_WHAT THE TASK REQUIRES_. Filter by the string "contains": return the lines of the material that contain it.

_AVAILABLE DATA_.
****************************************
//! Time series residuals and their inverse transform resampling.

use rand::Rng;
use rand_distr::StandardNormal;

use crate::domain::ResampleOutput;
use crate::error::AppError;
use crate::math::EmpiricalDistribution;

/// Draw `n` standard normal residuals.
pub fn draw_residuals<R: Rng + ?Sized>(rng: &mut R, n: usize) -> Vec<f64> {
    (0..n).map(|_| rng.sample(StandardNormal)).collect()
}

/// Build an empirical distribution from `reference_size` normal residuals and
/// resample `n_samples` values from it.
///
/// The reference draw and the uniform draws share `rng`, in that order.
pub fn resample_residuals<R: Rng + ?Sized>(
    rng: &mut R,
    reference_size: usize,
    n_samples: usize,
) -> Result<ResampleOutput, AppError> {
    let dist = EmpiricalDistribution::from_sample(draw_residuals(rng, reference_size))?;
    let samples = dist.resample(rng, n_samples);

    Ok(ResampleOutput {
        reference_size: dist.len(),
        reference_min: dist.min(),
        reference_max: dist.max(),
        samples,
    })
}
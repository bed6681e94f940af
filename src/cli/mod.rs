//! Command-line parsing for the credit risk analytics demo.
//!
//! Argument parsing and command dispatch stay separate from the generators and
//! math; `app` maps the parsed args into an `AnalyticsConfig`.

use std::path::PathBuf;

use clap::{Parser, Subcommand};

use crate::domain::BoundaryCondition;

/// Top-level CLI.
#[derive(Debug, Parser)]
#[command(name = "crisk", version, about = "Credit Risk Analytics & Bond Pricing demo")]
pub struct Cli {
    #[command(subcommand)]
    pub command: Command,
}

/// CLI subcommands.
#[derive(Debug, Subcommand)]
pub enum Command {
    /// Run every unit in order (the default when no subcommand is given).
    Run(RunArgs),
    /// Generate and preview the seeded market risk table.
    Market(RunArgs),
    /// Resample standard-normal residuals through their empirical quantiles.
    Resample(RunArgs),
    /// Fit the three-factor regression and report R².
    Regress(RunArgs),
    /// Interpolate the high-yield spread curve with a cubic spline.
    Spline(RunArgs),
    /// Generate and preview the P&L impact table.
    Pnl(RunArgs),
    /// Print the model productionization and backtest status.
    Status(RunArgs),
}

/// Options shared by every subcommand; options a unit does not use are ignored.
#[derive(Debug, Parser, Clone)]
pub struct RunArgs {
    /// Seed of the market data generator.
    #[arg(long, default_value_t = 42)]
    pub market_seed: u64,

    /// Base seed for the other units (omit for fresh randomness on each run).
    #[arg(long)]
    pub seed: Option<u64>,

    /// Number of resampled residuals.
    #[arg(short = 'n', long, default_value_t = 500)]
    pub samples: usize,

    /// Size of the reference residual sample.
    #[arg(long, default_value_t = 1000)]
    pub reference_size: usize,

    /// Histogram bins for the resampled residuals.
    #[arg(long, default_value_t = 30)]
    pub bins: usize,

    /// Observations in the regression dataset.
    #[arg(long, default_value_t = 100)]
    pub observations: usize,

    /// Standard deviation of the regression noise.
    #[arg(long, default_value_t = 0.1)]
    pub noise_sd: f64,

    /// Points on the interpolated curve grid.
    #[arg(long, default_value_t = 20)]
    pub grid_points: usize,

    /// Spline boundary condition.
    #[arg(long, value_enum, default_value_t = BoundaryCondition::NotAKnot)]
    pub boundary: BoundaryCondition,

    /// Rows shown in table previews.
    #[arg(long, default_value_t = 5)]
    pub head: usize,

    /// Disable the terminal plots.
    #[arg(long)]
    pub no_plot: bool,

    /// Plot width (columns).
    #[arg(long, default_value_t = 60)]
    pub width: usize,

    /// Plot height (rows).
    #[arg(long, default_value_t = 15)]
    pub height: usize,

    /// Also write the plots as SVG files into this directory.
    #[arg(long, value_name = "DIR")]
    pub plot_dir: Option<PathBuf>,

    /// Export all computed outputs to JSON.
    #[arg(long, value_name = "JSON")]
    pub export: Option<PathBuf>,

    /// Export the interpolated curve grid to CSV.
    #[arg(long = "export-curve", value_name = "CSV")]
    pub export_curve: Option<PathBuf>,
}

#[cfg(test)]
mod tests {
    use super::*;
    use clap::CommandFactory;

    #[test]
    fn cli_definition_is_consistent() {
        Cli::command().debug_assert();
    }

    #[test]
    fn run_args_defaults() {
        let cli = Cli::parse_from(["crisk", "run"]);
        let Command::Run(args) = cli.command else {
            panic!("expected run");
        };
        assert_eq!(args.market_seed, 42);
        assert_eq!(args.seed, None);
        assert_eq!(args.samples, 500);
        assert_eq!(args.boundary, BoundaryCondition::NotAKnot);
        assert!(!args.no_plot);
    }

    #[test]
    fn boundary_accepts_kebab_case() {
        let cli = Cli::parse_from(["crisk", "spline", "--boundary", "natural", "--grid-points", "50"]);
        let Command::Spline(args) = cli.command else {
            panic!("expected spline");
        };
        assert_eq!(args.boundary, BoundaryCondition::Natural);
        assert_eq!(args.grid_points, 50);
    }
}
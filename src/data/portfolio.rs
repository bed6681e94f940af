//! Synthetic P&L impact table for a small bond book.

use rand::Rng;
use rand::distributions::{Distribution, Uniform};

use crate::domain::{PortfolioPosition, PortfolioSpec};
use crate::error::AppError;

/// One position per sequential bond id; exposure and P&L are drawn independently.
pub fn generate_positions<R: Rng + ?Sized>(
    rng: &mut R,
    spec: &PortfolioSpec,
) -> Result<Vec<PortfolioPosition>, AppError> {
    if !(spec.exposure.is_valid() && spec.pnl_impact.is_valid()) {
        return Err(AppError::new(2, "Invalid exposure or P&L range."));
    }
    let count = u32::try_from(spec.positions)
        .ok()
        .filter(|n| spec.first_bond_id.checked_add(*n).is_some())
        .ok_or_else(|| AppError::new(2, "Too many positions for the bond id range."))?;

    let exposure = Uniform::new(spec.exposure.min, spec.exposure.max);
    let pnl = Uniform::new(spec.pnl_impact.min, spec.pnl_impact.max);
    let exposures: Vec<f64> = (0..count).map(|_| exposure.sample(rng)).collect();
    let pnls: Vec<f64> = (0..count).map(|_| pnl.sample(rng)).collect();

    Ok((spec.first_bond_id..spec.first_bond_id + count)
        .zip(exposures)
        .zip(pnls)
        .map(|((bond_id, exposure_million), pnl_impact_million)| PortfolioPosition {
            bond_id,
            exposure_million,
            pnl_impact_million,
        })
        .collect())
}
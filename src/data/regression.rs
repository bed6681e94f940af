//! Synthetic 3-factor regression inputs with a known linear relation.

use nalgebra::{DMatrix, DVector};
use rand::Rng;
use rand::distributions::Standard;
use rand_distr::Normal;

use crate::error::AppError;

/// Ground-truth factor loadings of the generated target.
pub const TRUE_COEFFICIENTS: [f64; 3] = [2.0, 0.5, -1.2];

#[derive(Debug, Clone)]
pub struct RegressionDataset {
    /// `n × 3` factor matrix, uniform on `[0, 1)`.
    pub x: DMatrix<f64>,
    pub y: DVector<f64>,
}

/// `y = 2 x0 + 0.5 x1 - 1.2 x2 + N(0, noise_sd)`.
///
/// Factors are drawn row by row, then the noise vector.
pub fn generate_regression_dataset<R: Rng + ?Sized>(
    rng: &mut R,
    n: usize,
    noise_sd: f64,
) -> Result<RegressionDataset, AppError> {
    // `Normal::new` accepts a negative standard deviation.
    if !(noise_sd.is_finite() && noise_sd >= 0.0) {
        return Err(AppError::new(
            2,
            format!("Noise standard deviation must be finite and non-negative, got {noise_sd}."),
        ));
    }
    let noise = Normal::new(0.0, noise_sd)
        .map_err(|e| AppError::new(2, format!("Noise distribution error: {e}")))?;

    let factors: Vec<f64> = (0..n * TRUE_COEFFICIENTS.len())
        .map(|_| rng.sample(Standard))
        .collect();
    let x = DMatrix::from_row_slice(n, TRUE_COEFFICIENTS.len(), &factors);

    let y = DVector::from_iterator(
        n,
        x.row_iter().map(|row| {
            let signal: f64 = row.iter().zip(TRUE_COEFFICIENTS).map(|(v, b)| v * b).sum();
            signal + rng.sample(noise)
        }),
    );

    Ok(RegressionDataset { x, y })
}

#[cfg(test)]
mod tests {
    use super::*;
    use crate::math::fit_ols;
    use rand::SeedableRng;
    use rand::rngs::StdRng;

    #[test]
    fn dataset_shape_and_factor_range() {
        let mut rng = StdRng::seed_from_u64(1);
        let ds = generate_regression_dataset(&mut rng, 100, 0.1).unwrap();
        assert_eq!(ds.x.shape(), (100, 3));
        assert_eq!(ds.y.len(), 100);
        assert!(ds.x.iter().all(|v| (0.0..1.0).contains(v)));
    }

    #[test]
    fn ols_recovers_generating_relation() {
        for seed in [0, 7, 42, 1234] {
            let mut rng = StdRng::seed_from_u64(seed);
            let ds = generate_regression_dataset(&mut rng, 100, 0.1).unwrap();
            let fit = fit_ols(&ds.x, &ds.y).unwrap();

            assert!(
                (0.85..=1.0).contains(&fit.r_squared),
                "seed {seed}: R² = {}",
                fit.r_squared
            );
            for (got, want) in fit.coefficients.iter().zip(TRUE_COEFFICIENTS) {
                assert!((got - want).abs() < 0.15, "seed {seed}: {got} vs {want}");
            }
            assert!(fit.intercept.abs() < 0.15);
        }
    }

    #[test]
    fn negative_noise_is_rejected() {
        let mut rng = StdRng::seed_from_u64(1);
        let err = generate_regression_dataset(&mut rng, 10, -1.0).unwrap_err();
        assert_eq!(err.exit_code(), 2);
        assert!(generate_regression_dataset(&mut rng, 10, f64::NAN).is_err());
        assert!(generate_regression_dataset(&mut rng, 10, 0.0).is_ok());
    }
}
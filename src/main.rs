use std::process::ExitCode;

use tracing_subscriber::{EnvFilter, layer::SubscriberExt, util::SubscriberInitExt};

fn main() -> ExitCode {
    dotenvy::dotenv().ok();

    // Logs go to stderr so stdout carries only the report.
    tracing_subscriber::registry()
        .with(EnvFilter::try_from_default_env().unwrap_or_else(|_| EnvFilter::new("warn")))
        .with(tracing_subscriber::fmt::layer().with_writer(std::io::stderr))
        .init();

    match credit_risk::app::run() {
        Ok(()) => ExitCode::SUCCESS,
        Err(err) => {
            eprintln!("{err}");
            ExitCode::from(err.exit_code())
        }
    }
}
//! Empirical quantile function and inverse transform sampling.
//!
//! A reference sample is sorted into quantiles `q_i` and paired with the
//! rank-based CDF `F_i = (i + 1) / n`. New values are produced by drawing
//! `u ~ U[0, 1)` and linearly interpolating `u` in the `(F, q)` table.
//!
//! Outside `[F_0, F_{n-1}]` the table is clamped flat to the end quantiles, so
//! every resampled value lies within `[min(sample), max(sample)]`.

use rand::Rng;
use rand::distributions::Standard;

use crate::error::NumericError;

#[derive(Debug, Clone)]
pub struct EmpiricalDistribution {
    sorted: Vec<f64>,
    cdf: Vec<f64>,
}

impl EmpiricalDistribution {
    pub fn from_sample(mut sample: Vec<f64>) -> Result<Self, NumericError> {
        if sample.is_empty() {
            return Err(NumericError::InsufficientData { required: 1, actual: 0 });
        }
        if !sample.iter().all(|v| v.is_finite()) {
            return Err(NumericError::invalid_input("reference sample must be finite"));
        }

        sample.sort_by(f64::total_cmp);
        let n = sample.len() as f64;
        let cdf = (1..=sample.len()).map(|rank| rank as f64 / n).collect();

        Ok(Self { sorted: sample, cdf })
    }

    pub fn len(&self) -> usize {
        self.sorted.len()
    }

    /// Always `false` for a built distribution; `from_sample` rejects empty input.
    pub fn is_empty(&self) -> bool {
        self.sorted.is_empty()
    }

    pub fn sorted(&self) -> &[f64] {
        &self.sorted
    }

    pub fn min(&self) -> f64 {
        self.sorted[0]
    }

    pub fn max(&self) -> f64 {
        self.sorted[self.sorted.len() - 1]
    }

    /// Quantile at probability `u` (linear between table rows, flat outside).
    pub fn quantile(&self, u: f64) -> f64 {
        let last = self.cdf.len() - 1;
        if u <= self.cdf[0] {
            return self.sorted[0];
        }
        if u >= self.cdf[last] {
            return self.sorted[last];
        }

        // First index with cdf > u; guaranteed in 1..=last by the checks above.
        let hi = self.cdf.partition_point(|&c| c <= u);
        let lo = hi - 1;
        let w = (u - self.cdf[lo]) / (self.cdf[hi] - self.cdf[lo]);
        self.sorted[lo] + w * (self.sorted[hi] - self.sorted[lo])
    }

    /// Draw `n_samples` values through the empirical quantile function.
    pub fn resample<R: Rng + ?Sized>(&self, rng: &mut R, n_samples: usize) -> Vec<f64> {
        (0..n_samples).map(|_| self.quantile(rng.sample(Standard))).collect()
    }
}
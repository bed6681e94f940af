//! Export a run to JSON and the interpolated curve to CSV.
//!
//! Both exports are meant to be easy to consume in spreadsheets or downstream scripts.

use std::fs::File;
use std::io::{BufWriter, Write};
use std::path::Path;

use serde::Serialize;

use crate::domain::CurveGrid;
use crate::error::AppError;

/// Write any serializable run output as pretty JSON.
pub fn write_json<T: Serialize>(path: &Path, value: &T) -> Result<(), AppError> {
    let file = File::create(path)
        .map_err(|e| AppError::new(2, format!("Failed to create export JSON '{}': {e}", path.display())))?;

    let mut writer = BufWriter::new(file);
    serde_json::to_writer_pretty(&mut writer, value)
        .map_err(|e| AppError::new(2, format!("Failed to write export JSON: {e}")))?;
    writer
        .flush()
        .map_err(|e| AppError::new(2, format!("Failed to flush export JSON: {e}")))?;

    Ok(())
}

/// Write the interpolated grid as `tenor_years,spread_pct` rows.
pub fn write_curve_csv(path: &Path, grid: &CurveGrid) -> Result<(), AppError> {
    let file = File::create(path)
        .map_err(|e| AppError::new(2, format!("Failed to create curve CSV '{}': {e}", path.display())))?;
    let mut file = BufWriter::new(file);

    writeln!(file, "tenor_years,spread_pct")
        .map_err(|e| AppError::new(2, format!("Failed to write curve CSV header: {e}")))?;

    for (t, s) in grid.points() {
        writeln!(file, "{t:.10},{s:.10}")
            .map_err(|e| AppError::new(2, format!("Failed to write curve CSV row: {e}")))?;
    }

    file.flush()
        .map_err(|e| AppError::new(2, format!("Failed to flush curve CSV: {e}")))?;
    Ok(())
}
****************************************
_EXERCISE RESPONSE_.
        assert!(ds.x.iter().all(|v| (0.0..1.0).contains(v)));
                (0.85..=1.0).contains(&fit.r_squared),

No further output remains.